▶ _Task objective_:
Print out all of the data below, keeping it identical to the original.

▶ _Given data_:
>>>>>
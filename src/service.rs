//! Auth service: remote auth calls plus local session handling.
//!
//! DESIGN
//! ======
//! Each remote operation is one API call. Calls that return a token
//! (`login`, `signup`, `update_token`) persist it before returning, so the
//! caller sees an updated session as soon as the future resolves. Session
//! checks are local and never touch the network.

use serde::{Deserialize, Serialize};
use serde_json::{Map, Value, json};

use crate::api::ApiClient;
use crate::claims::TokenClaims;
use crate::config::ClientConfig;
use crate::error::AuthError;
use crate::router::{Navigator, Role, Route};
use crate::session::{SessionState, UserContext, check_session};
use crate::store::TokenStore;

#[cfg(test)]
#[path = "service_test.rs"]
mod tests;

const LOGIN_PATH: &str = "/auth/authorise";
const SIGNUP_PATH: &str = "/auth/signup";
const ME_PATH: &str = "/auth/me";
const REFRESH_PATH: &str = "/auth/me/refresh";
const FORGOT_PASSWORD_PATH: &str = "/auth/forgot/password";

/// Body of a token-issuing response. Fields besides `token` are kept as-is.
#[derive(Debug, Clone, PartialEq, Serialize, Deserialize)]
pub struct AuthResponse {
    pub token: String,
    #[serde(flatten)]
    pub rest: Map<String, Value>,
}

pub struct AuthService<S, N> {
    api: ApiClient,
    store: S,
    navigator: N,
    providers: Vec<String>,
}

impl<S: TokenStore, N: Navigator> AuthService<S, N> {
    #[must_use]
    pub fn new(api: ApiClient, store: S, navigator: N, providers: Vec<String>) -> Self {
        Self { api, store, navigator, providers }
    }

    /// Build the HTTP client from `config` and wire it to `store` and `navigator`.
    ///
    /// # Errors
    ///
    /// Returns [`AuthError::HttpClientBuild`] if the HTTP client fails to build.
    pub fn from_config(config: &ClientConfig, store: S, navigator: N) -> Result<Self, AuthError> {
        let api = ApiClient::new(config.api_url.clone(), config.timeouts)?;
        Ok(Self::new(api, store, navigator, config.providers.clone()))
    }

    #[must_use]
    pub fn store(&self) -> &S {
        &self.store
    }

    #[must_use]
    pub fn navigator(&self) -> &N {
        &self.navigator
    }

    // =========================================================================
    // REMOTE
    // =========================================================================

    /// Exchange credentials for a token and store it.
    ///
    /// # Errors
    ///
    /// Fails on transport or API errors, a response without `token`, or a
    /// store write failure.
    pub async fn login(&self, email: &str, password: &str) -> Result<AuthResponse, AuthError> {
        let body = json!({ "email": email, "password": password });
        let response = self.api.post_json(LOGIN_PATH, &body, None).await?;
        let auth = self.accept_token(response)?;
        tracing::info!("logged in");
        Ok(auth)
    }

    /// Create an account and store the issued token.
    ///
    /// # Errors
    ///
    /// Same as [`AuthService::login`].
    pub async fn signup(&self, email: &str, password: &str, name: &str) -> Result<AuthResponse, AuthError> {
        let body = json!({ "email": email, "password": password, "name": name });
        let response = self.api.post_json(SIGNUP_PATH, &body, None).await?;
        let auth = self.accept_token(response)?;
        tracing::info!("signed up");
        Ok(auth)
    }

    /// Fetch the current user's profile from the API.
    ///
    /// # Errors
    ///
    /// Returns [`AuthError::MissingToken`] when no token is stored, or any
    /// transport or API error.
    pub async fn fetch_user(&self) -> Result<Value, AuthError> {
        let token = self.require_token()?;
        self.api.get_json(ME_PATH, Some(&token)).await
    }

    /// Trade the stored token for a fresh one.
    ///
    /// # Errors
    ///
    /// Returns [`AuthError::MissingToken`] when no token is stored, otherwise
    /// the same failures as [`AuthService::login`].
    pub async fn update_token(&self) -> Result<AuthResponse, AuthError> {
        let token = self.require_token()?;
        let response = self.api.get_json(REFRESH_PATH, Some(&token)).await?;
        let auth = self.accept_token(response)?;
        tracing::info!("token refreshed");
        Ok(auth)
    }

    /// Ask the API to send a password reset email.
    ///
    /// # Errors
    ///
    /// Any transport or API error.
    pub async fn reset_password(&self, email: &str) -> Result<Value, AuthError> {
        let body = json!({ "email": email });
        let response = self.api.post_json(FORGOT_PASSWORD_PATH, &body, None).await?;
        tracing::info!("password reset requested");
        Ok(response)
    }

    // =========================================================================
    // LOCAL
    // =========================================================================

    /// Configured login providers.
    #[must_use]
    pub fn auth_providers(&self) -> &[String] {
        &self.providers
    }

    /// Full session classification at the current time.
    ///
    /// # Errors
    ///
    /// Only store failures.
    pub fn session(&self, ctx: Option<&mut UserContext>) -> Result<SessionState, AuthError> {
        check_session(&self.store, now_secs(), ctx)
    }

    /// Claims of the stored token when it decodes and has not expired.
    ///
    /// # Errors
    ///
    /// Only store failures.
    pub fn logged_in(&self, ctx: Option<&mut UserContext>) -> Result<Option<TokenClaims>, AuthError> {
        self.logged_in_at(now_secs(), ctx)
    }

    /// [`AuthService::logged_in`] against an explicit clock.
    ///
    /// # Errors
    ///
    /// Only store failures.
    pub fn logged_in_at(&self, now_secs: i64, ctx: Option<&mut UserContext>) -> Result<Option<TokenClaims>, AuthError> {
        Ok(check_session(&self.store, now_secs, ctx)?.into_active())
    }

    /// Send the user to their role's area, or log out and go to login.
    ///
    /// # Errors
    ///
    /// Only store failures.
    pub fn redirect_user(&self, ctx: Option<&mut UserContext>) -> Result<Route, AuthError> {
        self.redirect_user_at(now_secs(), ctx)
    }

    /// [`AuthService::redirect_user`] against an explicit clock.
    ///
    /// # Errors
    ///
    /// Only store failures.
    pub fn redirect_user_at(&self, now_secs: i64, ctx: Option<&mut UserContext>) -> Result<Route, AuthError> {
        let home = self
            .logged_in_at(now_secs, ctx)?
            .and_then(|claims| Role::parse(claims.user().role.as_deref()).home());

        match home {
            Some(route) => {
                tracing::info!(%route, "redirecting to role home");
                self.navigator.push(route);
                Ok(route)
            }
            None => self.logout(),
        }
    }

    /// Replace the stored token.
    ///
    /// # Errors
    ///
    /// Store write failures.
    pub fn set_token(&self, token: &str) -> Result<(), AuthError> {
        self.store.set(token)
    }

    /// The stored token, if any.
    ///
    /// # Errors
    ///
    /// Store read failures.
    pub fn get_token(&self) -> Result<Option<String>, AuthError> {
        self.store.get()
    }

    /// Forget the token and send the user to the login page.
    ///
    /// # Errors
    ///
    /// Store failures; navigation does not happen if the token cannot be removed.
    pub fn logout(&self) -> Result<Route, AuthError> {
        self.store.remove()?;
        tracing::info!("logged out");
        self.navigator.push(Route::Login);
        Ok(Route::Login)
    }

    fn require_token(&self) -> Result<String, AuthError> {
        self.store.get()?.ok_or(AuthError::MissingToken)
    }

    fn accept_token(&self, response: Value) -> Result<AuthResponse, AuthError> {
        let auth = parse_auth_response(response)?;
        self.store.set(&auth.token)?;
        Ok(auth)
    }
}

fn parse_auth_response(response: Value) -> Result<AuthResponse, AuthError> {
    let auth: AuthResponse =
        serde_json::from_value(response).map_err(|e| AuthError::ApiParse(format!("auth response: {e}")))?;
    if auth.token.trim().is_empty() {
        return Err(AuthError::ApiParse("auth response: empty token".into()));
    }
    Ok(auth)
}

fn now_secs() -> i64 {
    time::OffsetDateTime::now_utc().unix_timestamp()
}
<<<<<
▶ _Finished exercise_:
filename src/service.rs
//! Auth service: remote auth calls plus local session handling.
//!
//! DESIGN
//! ======
//! Each remote operation is one API call. Calls that return a token
//! (`login`, `signup`, `update_token`) persist it before returning, so the
//! caller sees an updated session as soon as the future resolves. Session
//! checks are local and never touch the network.

use serde::{Deserialize, Serialize};
use serde_json::{Map, Value, json};

use crate::api::ApiClient;
use crate::claims::TokenClaims;
use crate::config::ClientConfig;
use crate::error::AuthError;
use crate::router::{Navigator, Role, Route};
use crate::session::{SessionState, UserContext, check_session};
use crate::store::TokenStore;

#[cfg(test)]
#[path = "service_test.rs"]
mod tests;

const LOGIN_PATH: &str = "/auth/authorise";
const SIGNUP_PATH: &str = "/auth/signup";
const ME_PATH: &str = "/auth/me";
const REFRESH_PATH: &str = "/auth/me/refresh";
const FORGOT_PASSWORD_PATH: &str = "/auth/forgot/password";

/// Body of a token-issuing response. Fields besides `token` are kept as-is.
#[derive(Debug, Clone, PartialEq, Serialize, Deserialize)]
pub struct AuthResponse {
    pub token: String,
    #[serde(flatten)]
    pub rest: Map<String, Value>,
}

pub struct AuthService<S, N> {
    api: ApiClient,
    store: S,
    navigator: N,
    providers: Vec<String>,
}

impl<S: TokenStore, N: Navigator> AuthService<S, N> {
    #[must_use]
    pub fn new(api: ApiClient, store: S, navigator: N, providers: Vec<String>) -> Self {
        Self { api, store, navigator, providers }
    }

    /// Build the HTTP client from `config` and wire it to `store` and `navigator`.
    ///
    /// # Errors
    ///
    /// Returns [`AuthError::HttpClientBuild`] if the HTTP client fails to build.
    pub fn from_config(config: &ClientConfig, store: S, navigator: N) -> Result<Self, AuthError> {
        let api = ApiClient::new(config.api_url.clone(), config.timeouts)?;
        Ok(Self::new(api, store, navigator, config.providers.clone()))
    }

    #[must_use]
    pub fn store(&self) -> &S {
        &self.store
    }

    #[must_use]
    pub fn navigator(&self) -> &N {
        &self.navigator
    }

    // =========================================================================
    // REMOTE
    // =========================================================================

    /// Exchange credentials for a token and store it.
    ///
    /// # Errors
    ///
    /// Fails on transport or API errors, a response without `token`, or a
    /// store write failure.
    pub async fn login(&self, email: &str, password: &str) -> Result<AuthResponse, AuthError> {
        let body = json!({ "email": email, "password": password });
        let response = self.api.post_json(LOGIN_PATH, &body, None).await?;
        let auth = self.accept_token(response)?;
        tracing::info!("logged in");
        Ok(auth)
    }

    /// Create an account and store the issued token.
    ///
    /// # Errors
    ///
    /// Same as [`AuthService::login`].
    pub async fn signup(&self, email: &str, password: &str, name: &str) -> Result<AuthResponse, AuthError> {
        let body = json!({ "email": email, "password": password, "name": name });
        let response = self.api.post_json(SIGNUP_PATH, &body, None).await?;
        let auth = self.accept_token(response)?;
        tracing::info!("signed up");
        Ok(auth)
    }

    /// Fetch the current user's profile from the API.
    ///
    /// # Errors
    ///
    /// Returns [`AuthError::MissingToken`] when no token is stored, or any
    /// transport or API error.
    pub async fn fetch_user(&self) -> Result<Value, AuthError> {
        let token = self.require_token()?;
        self.api.get_json(ME_PATH, Some(&token)).await
    }

    /// Trade the stored token for a fresh one.
    ///
    /// # Errors
    ///
    /// Returns [`AuthError::MissingToken`] when no token is stored, otherwise
    /// the same failures as [`AuthService::login`].
    pub async fn update_token(&self) -> Result<AuthResponse, AuthError> {
        let token = self.require_token()?;
        let response = self.api.get_json(REFRESH_PATH, Some(&token)).await?;
        let auth = self.accept_token(response)?;
        tracing::info!("token refreshed");
        Ok(auth)
    }

    /// Ask the API to send a password reset email.
    ///
    /// # Errors
    ///
    /// Any transport or API error.
    pub async fn reset_password(&self, email: &str) -> Result<Value, AuthError> {
        let body = json!({ "email": email });
        let response = self.api.post_json(FORGOT_PASSWORD_PATH, &body, None).await?;
        tracing::info!("password reset requested");
        Ok(response)
    }

    // =========================================================================
    // LOCAL
    // =========================================================================

    /// Configured login providers.
    #[must_use]
    pub fn auth_providers(&self) -> &[String] {
        &self.providers
    }

    /// Full session classification at the current time.
    ///
    /// # Errors
    ///
    /// Only store failures.
    pub fn session(&self, ctx: Option<&mut UserContext>) -> Result<SessionState, AuthError> {
        check_session(&self.store, now_secs(), ctx)
    }

    /// Claims of the stored token when it decodes and has not expired.
    ///
    /// # Errors
    ///
    /// Only store failures.
    pub fn logged_in(&self, ctx: Option<&mut UserContext>) -> Result<Option<TokenClaims>, AuthError> {
        self.logged_in_at(now_secs(), ctx)
    }

    /// [`AuthService::logged_in`] against an explicit clock.
    ///
    /// # Errors
    ///
    /// Only store failures.
    pub fn logged_in_at(&self, now_secs: i64, ctx: Option<&mut UserContext>) -> Result<Option<TokenClaims>, AuthError> {
        Ok(check_session(&self.store, now_secs, ctx)?.into_active())
    }

    /// Send the user to their role's area, or log out and go to login.
    ///
    /// # Errors
    ///
    /// Only store failures.
    pub fn redirect_user(&self, ctx: Option<&mut UserContext>) -> Result<Route, AuthError> {
        self.redirect_user_at(now_secs(), ctx)
    }

    /// [`AuthService::redirect_user`] against an explicit clock.
    ///
    /// # Errors
    ///
    /// Only store failures.
    pub fn redirect_user_at(&self, now_secs: i64, ctx: Option<&mut UserContext>) -> Result<Route, AuthError> {
        let home = self
            .logged_in_at(now_secs, ctx)?
            .and_then(|claims| Role::parse(claims.user().role.as_deref()).home());

        match home {
            Some(route) => {
                tracing::info!(%route, "redirecting to role home");
                self.navigator.push(route);
                Ok(route)
            }
            None => self.logout(),
        }
    }

    /// Replace the stored token.
    ///
    /// # Errors
    ///
    /// Store write failures.
    pub fn set_token(&self, token: &str) -> Result<(), AuthError> {
        self.store.set(token)
    }

    /// The stored token, if any.
    ///
    /// # Errors
    ///
    /// Store read failures.
    pub fn get_token(&self) -> Result<Option<String>, AuthError> {
        self.store.get()
    }

    /// Forget the token and send the user to the login page.
    ///
    /// # Errors
    ///
    /// Store failures; navigation does not happen if the token cannot be removed.
    pub fn logout(&self) -> Result<Route, AuthError> {
        self.store.remove()?;
        tracing::info!("logged out");
        self.navigator.push(Route::Login);
        Ok(Route::Login)
    }

    fn require_token(&self) -> Result<String, AuthError> {
        self.store.get()?.ok_or(AuthError::MissingToken)
    }

    fn accept_token(&self, response: Value) -> Result<AuthResponse, AuthError> {
        let auth = parse_auth_response(response)?;
        self.store.set(&auth.token)?;
        Ok(auth)
    }
}

fn parse_auth_response(response: Value) -> Result<AuthResponse, AuthError> {
    let auth: AuthResponse =
        serde_json::from_value(response).map_err(|e| AuthError::ApiParse(format!("auth response: {e}")))?;
    if auth.token.trim().is_empty() {
        return Err(AuthError::ApiParse("auth response: empty token".into()));
    }
    Ok(auth)
}

fn now_secs() -> i64 {
    time::OffsetDateTime::now_utc().unix_timestamp()
}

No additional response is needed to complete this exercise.